Various classical techniques and instruments have been used for the detection of dyes, such as high performance liquid chromatography,15 column chromatography,16 ion mobility spectrometry,17 derivative spectrophotometry,18 Raman spectroscopy,19 capillary electrophoresis,20etc. All these classical techniques have the ability to detect dyes with good sensitivity, accuracy and specificity but have many disadvantages like high cost, being non-portable in nature, requiring pre-sample treatment, being time consuming, and involving complicated data analysis.21 A strong requirement exists for the development of a unique method that can eliminate these disadvantages and provide the possibility of a point-of-care approach.

Several studies have been using fluorescence-based approaches for the detection of various environmental analytes like volatile organic compounds (VOCs),22 heavy metals,23 dyes24 and pesticides.25

Fluorescence-based techniques rely on many fluorescent probes, like fluorescent dyes, quantum dots (QDs), and metal organic frameworks (MOFs), for the detection of analytes in complex matrices. Quantum dots have unique fluorescence properties due to which they are gaining attention for the development of assays based on fluorescence and have many advantages as compared to other fluorophores, including high photostability, better fluorescence time, and narrow emission and broad excitation. QDs can also undergo a variety of mechanisms such as fluorescence resonance energy transfer (FRET), fluorescence, energy transfer, luminescence, photocurrent generation, etc.26–28 Carbon quantum dots (CQDs) have additional advantageous properties such as biocompatibility, biological tunability, non-toxicity, cost effectiveness etc. With these additional properties CQDs are capable of being used in various biological applications where the biggest concern is toxicity.29,30

Use of carbon dots for the detection of dyes is meagre in the literature and the methods all have the disadvantages of non-portability, complex mechanisms, use of laboratory-scale instruments and requirement of improvement of several analytical parameters like real-time monitoring, sensitivity, specificity, limit of detection etc. when simple mechanisms are used.

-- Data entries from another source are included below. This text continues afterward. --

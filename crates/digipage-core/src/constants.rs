//! Shared constants for the digitization station
//!
//! File conventions and default timings used across the watcher, the
//! transform engine and the book/transfer operations.

use std::time::Duration;

// =============================================================================
// Scan Files
// =============================================================================

/// Image extensions accepted as scans (lower-case, without the dot)
pub const ALLOWED_EXTENSIONS: [&str; 6] = ["png", "jpg", "jpeg", "bmp", "gif", "tiff"];

/// Minimum crop width/height the editing surface allows
pub const MIN_CROP_SIZE: u32 = 20;

// =============================================================================
// Single-Split Artifacts
// =============================================================================

/// Subdirectory of the scan folder receiving split pages
pub const FINAL_DIR: &str = "final";

/// Per-scan-folder layout sidecar written by the editing surface
pub const LAYOUT_FILE: &str = "layout_data.json";

/// Suffix of the left half of a split page
pub const LEFT_SUFFIX: &str = "_L";

/// Suffix of the right half of a split page
pub const RIGHT_SUFFIX: &str = "_R";

// =============================================================================
// Defaults
// =============================================================================

pub const DEFAULT_BACKUP_DIR: &str = "scan_viewer_backups";

pub const DEFAULT_LOG_FILE: &str = "books_complete_log.json";

/// How long a new file may keep changing size before it is dropped
pub const DEFAULT_STABILITY_TIMEOUT: Duration = Duration::from_millis(3000);

/// Interval between size polls
pub const DEFAULT_STABILITY_INTERVAL: Duration = Duration::from_millis(100);

// =============================================================================
// Book Naming
// =============================================================================

/// Width of the zero-padded page index inside a book folder
pub const PAGE_INDEX_WIDTH: usize = 4;

/// Date subfolder format inside a city archive (`day-month`)
pub const ARCHIVE_DATE_FORMAT: &str = "%d-%m";

/// Key format of the completed-book log
pub const LOG_DATE_FORMAT: &str = "%Y-%m-%d";
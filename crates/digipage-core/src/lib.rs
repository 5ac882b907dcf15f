pub mod book;
mod cancel;
mod completed_log;
pub mod constants;
mod fsops;
mod natural;
mod options;
mod scan;
pub mod sequence;
mod stability;
mod stats;
pub mod transfer;
pub mod transform;
mod types;
pub mod watcher;

pub use book::BookAssembler;
pub use cancel::CancellationToken;
#[cfg(feature = "serde")]
pub use completed_log::JsonLogStore;
pub use completed_log::CompletedLog;
pub use natural::{natural_cmp, natural_cmp_paths, sort_paths};
pub use options::*;
pub use scan::{count_pages, is_allowed_image, scan_directory, scan_directory_sync};
pub use sequence::{PageMode, PageSequence};
pub use stability::{Stability, probe, wait_for_stable};
pub use stats::{calculate_stats, calculate_stats_sync};
pub use transfer::{
    book_display_name, city_code, execute_transfer, plan_transfer, prepare_transfer,
};
pub use transform::{TransformEngine, zoom_factor};
pub use types::*;
pub use watcher::{FolderWatcher, WatchEvent};
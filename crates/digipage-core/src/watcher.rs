//! Scan folder watcher
//!
//! notify delivers raw events on its own thread; they are forwarded to a
//! dedicated watch thread which filters them, waits for new files to finish
//! being written, and publishes [`WatchEvent`]s on the caller's channel.

use crate::options::ProbeOptions;
use crate::scan::is_allowed_image;
use crate::stability::{Stability, wait_for_stable};
use crate::types::*;
use notify::event::{CreateKind, ModifyKind, RemoveKind};
use notify::{Config, Event, EventKind, RecommendedWatcher, RecursiveMode, Watcher};
use std::path::{Path, PathBuf};
use std::thread::JoinHandle;
use tokio::sync::mpsc;

/// Events published by [`FolderWatcher`]
#[derive(Debug, Clone, PartialEq, Eq)]
pub enum WatchEvent {
    /// A new image arrived and has finished being written
    NewImage(PathBuf),
    /// Something was deleted or moved; the listing should be refreshed
    FolderChanged,
    Error(String),
    /// The watcher has stopped (or never started)
    Finished,
}

enum RawMessage {
    Event(Event),
    Failure(notify::Error),
    Shutdown,
}

/// Watches one directory (non-recursive) for new, removed and moved scans
pub struct FolderWatcher {
    dir: PathBuf,
    watcher: Option<RecommendedWatcher>,
    raw_tx: mpsc::UnboundedSender<RawMessage>,
    thread: Option<JoinHandle<()>>,
    events: mpsc::UnboundedSender<WatchEvent>,
}

impl FolderWatcher {
    /// Start watching `dir`.
    ///
    /// On failure an `Error` followed by `Finished` is published before the
    /// error is returned.
    pub fn start(
        dir: impl Into<PathBuf>,
        probe: ProbeOptions,
        events: mpsc::UnboundedSender<WatchEvent>,
    ) -> Result<Self> {
        let dir = dir.into();
        match Self::spawn(&dir, probe, &events) {
            Ok(watcher) => {
                log::info!("Watching scan folder {}", dir.display());
                Ok(watcher)
            }
            Err(e) => {
                log::error!("Failed to watch {}: {}", dir.display(), e);
                let _ = events.send(WatchEvent::Error(format!(
                    "Could not watch {}: {}",
                    dir.display(),
                    e
                )));
                let _ = events.send(WatchEvent::Finished);
                Err(e)
            }
        }
    }

    fn spawn(
        dir: &Path,
        probe: ProbeOptions,
        events: &mpsc::UnboundedSender<WatchEvent>,
    ) -> Result<Self> {
        if !dir.is_dir() {
            return Err(StationError::InvalidDirectory(dir.to_path_buf()));
        }

        let (raw_tx, raw_rx) = mpsc::unbounded_channel();
        let callback_tx = raw_tx.clone();

        let mut watcher = RecommendedWatcher::new(
            move |res: std::result::Result<Event, notify::Error>| {
                let message = match res {
                    Ok(event) => RawMessage::Event(event),
                    Err(e) => RawMessage::Failure(e),
                };
                let _ = callback_tx.send(message);
            },
            Config::default(),
        )?;
        watcher.watch(dir, RecursiveMode::NonRecursive)?;

        let thread_events = events.clone();
        let thread = std::thread::Builder::new()
            .name("folder-watcher".to_string())
            .spawn(move || watch_loop(raw_rx, thread_events, probe))?;

        Ok(Self {
            dir: dir.to_path_buf(),
            watcher: Some(watcher),
            raw_tx,
            thread: Some(thread),
            events: events.clone(),
        })
    }

    pub fn dir(&self) -> &Path {
        &self.dir
    }

    pub fn is_running(&self) -> bool {
        self.thread.is_some()
    }

    /// Stop watching, join the watch thread, then publish `Finished`
    pub fn stop(&mut self) {
        let Some(thread) = self.thread.take() else {
            return;
        };

        // Unregisters the OS watch and drops the callback's sender
        self.watcher.take();
        let _ = self.raw_tx.send(RawMessage::Shutdown);
        if thread.join().is_err() {
            log::error!("Watch thread for {} panicked", self.dir.display());
        }

        log::info!("Stopped watching {}", self.dir.display());
        let _ = self.events.send(WatchEvent::Finished);
    }
}

impl Drop for FolderWatcher {
    fn drop(&mut self) {
        self.stop();
    }
}

fn watch_loop(
    mut raw_rx: mpsc::UnboundedReceiver<RawMessage>,
    events: mpsc::UnboundedSender<WatchEvent>,
    probe: ProbeOptions,
) {
    while let Some(message) = raw_rx.blocking_recv() {
        match message {
            RawMessage::Shutdown => break,
            RawMessage::Failure(e) => {
                log::warn!("Watch error: {}", e);
                let _ = events.send(WatchEvent::Error(format!("Watch error: {}", e)));
            }
            RawMessage::Event(event) => handle_event(event, &events, &probe),
        }
    }
}

fn handle_event(event: Event, events: &mpsc::UnboundedSender<WatchEvent>, probe: &ProbeOptions) {
    match event.kind {
        EventKind::Create(CreateKind::Folder) => {}
        EventKind::Create(_) => {
            for path in event.paths {
                if is_allowed_image(&path) {
                    announce_when_stable(path, events, probe);
                }
            }
        }
        EventKind::Remove(RemoveKind::Folder) => {}
        EventKind::Remove(_) | EventKind::Modify(ModifyKind::Name(_)) => {
            if event.paths.iter().any(|path| !path.is_dir()) {
                let _ = events.send(WatchEvent::FolderChanged);
            }
        }
        _ => {}
    }
}

fn announce_when_stable(
    path: PathBuf,
    events: &mpsc::UnboundedSender<WatchEvent>,
    probe: &ProbeOptions,
) {
    match wait_for_stable(&path, probe) {
        Stability::Stable { size } => {
            log::debug!("New scan {} ({} bytes)", path.display(), size);
            let _ = events.send(WatchEvent::NewImage(path));
        }
        Stability::Vanished => {
            log::warn!("Dropped {}: removed while being written", path.display());
        }
        Stability::TimedOut => {
            log::warn!("Dropped {}: file did not stabilize", path.display());
        }
    }
}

Carbon quantum dots are used as sensing platforms for the detection of various textile dyes that involve various sensing strategies like the inner filter effect mechanism associated with tyre-derived carbon to detect Sudan dyes I, II, III, and IV with LODs of 0.17, 0.21, 0.62, and 0.53 μM, respectively.31 In another study sulphuric acid-mediated red-emission-based carbon dots that were N, S codoped were used in the detection of food dyes, such as methylene blue, amaranth and brilliant blue with LODs of 4 nM, 70 nM, and 20 nM, respectively, along with cell imaging.32 The iodide dyes were selectively detected through carbon dots by a quenching mechanism with an LOD of 430 nM in the range of 0.5–20 μM.33

In the current study, carbon quantum dot (CQD)-loaded polymeric thin films were synthesized with the objective of a point-of-care approach for detection using a fiber-optic spectrometer. CQD thin films were characterized for various properties like elemental, optical, structural and morphological properties. The pH-sensitive response of the synthesized CQD thin films was used to detect various acidic and basic textile dyes (methyl red, methyl orange, methylene blue, bromocresol green) in water matrices through a spiking study. Analytical parameters like limit of detection, sensitivity, accuracy, specificity and response time were evaluated for the thin-film sensor and compared against the HPLC-based method of detection.

2. Materials and methods

2.1 Materials

Folic acid (MW 441.40 g mol−1) was procured from SRL PVT. Ltd, India. All dyes, namely methyl red, methyl orange, methylene blue and bromocresol green, were purchased from Hi-Media, India. Acetonitrile and methanol were procured from Thermo Fisher, India. All solvents and chemicals used were of HPLC grade and double-distilled water was used for all working solutions, buffers, and synthesis of carbon quantum dots.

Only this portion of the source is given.